Human behavior modeling in naturalistic driving: Trends and opportunities
Reflections on the '25 human road user modeling workshop in Baden-baden
Last Tuesday, our workshop on models of human behavior for autonomous vehicle evaluation took place in the quaint town of Baden-Baden. I wanted to share a quick write-up of some thoughts and observations from the day.
Background: Why model human behavior?
To back up, models of human behavior are central to evaluating—and sometimes even training—autonomous vehicles. Depending on the use case, these models serve different purposes:
Human performance benchmarks: For example, in accident analysis, they can help answer whether a collision could reasonably have been avoided.
Simulation agents (”sim agents”): Here, the models act as other road users in a simulated environment. Think of NPCs in a game, except their behaviors must be realistic enough that simulation insights actually transfer to the real world.
Workshop highlights
The talks ranged from mechanistic approaches to AI/ML-based methods. A few themes stood out:
Training or fine-tuning sim agents in closed-loop settings greatly improves controllability.
We’re getting quite good at modeling nominal human driving behavior.
Progress has been made on modeling conflict behavior in small, controlled settings, but scaling to rare, high-stakes scenarios remains difficult.

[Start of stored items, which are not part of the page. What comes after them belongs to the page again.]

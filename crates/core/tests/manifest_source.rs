//! Loading scenes from a manifest of GeoTIFF band files

use chrono::NaiveDate;
use verdure_core::io::{write_geotiff, GeoTiffOptions, ManifestSource, SceneEntry, SceneManifest};
use verdure_core::{BBox, GeoTransform, ImageSource, Raster, CRS};

fn band(value: u16, origin_x: f64) -> Raster<u16> {
    let mut r = Raster::filled(4, 4, value);
    r.set(0, 0, 0).unwrap();
    r.set_transform(GeoTransform::new(origin_x, 31.0, 0.0001, -0.0001));
    r.set_crs(Some(CRS::wgs84()));
    r
}

fn scene(dir: &std::path::Path, id: &str, datetime: &str, origin_x: f64) -> SceneEntry {
    let scene_dir = dir.join(id);
    std::fs::create_dir_all(&scene_dir).unwrap();
    let mut bands = std::collections::BTreeMap::new();
    for (name, value) in [("B4", 800u16), ("B8", 3200u16)] {
        let path = scene_dir.join(format!("{name}.tif"));
        write_geotiff(&band(value, origin_x), &path, Some(GeoTiffOptions { nodata: Some(0.0) })).unwrap();
        bands.insert(name.to_string(), format!("{id}/{name}.tif").into());
    }
    SceneEntry {
        id: id.to_string(),
        datetime: datetime.to_string(),
        crs: None,
        nodata: None,
        bands,
    }
}

#[test]
fn query_filters_by_date_and_aoi() {
    let dir = tempfile::tempdir().unwrap();
    let manifest = SceneManifest {
        scenes: vec![
            scene(dir.path(), "march", "2024-03-12T07:05:21Z", 48.2),
            scene(dir.path(), "april", "2024-04-02", 48.2),
            scene(dir.path(), "far_away", "2024-03-20", 10.0),
            scene(dir.path(), "november", "2024-11-05", 48.2),
        ],
    };
    let path = dir.path().join("manifest.json");
    std::fs::write(&path, serde_json::to_string_pretty(&manifest).unwrap()).unwrap();

    let source = ManifestSource::open(&path).unwrap();
    let aoi = BBox::new(48.180, 30.859, 48.364, 31.080);
    let found = source
        .query(
            &aoi,
            NaiveDate::from_ymd_opt(2024, 3, 1).unwrap(),
            NaiveDate::from_ymd_opt(2024, 11, 1).unwrap(),
        )
        .unwrap();

    let ids: Vec<&str> = found.iter().map(|img| img.id()).collect();
    assert_eq!(ids, vec!["march", "april"]);

    let march = found.iter().find(|img| img.id() == "march").unwrap();
    assert_eq!(march.band_names(), vec!["B4", "B8"]);
    let red = march.band("B4").unwrap();
    assert_eq!(red.get(0, 0), None, "file no-data must be masked");
    assert_eq!(red.get(2, 3), Some(800.0));
    assert_eq!(march.crs().and_then(CRS::epsg), Some(4326));
}

#[test]
fn manifest_overrides_nodata() {
    let dir = tempfile::tempdir().unwrap();
    let mut entry = scene(dir.path(), "s", "2024-05-01", 48.2);
    entry.nodata = Some(800.0);
    let source = ManifestSource::new(dir.path(), SceneManifest { scenes: vec![entry.clone()] });

    let image = source.load_scene(&entry).unwrap();
    assert_eq!(image.band("B4").unwrap().valid_count(), 1);
    assert_eq!(image.band("B8").unwrap().valid_count(), 16);
}

#[test]
fn missing_band_file_is_an_error() {
    let dir = tempfile::tempdir().unwrap();
    let mut entry = scene(dir.path(), "s", "2024-05-01", 48.2);
    entry.bands.insert("B11".into(), "s/B11.tif".into());
    let source = ManifestSource::new(dir.path(), SceneManifest { scenes: vec![entry] });
    let aoi = BBox::new(48.0, 30.0, 49.0, 32.0);
    let result = source.query(
        &aoi,
        NaiveDate::from_ymd_opt(2024, 1, 1).unwrap(),
        NaiveDate::from_ymd_opt(2025, 1, 1).unwrap(),
    );
    assert!(result.is_err());
}

#[test]
fn quality_bands_ignore_nodata_sentinel() {
    let dir = tempfile::tempdir().unwrap();
    let mut entry = scene(dir.path(), "s", "2024-05-01", 48.2);
    // Clear sky everywhere: every QA60 sample is 0, the same value as the fill
    let mut qa = band(0, 48.2);
    qa.set(1, 1, 1024).unwrap();
    write_geotiff(&qa, dir.path().join("s/QA60.tif"), Some(GeoTiffOptions { nodata: Some(0.0) })).unwrap();
    entry.bands.insert("QA60".into(), "s/QA60.tif".into());
    entry.nodata = Some(0.0);

    let source = ManifestSource::new(dir.path(), SceneManifest { scenes: vec![entry.clone()] });
    let image = source.load_scene(&entry).unwrap();
    let qa = image.band("QA60").unwrap();
    assert_eq!(qa.valid_count(), 16);
    assert_eq!(qa.get(0, 0), Some(0.0));
    assert_eq!(qa.get(1, 1), Some(1024.0));
    assert_eq!(image.band("B4").unwrap().valid_count(), 15);

    // A custom quality band list turns the sentinel back on for QA60
    let source = ManifestSource::new(dir.path(), SceneManifest { scenes: vec![entry.clone()] })
        .with_quality_bands(["SCL"]);
    assert_eq!(source.load_scene(&entry).unwrap().band("QA60").unwrap().valid_count(), 1);
}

Likely reasons: (1) sparse and sensitive data; (2) diverse human responses.
The field has developed quite a clear sense of what aspects of “human-like” behavior in traffic matter, and how to measure them.
The old divide between data-driven and mechanistic approaches seems to fade, with the two perspectives increasingly coming together.

Opportunities & open questions
Operationalizing interpretability
One thing that struck me is how differently people define “interpretable.” Mechanistic modelers often value this approach because they fully understand the model. But does interpretability mean transparency in parameters, or is it, for example, sufficient to understand how rewards shape an RL agent’s behavior? If a mechanistic model has 20 interacting parameters, is it still interpretable? Since humans can only hold so many variables in mind, maybe interpretability should be defined relative to these limits. It seems valuable to develop criteria for interpretability that are tailored to specific use cases. Once the type and level of interpretability are clear, choosing the right method may become straightforward.
Combining domain knowledge with scalable methods
Given the existing domain expertise, there appears to be a clear opportunity to combine this with scalable ML/RL approaches.
Evaluation: Metrics and datasets
The Waymo Open Sim Agent Challenge (WOSAC) has been, and continues to be, a useful benchmark for measuring realism. However, current metrics leave room for improvement. For example, to what extent is a meta-score of 0.78 an improvement over a meta-score of 0.76? It’s hard to tell. Developing metrics that are both rigorous and interpretable will be key to building better models of human behavior in traffic. Similarly, more benchmarks and datasets focused on long-tail or conflict scenarios are sorely needed.
Overall, I’m excited to see how progress in controllability, interpretability, and measurability will further our understanding of human behavior in naturalistic traffic scenarios and, in turn, continue to improve the safety of autonomous vehicles.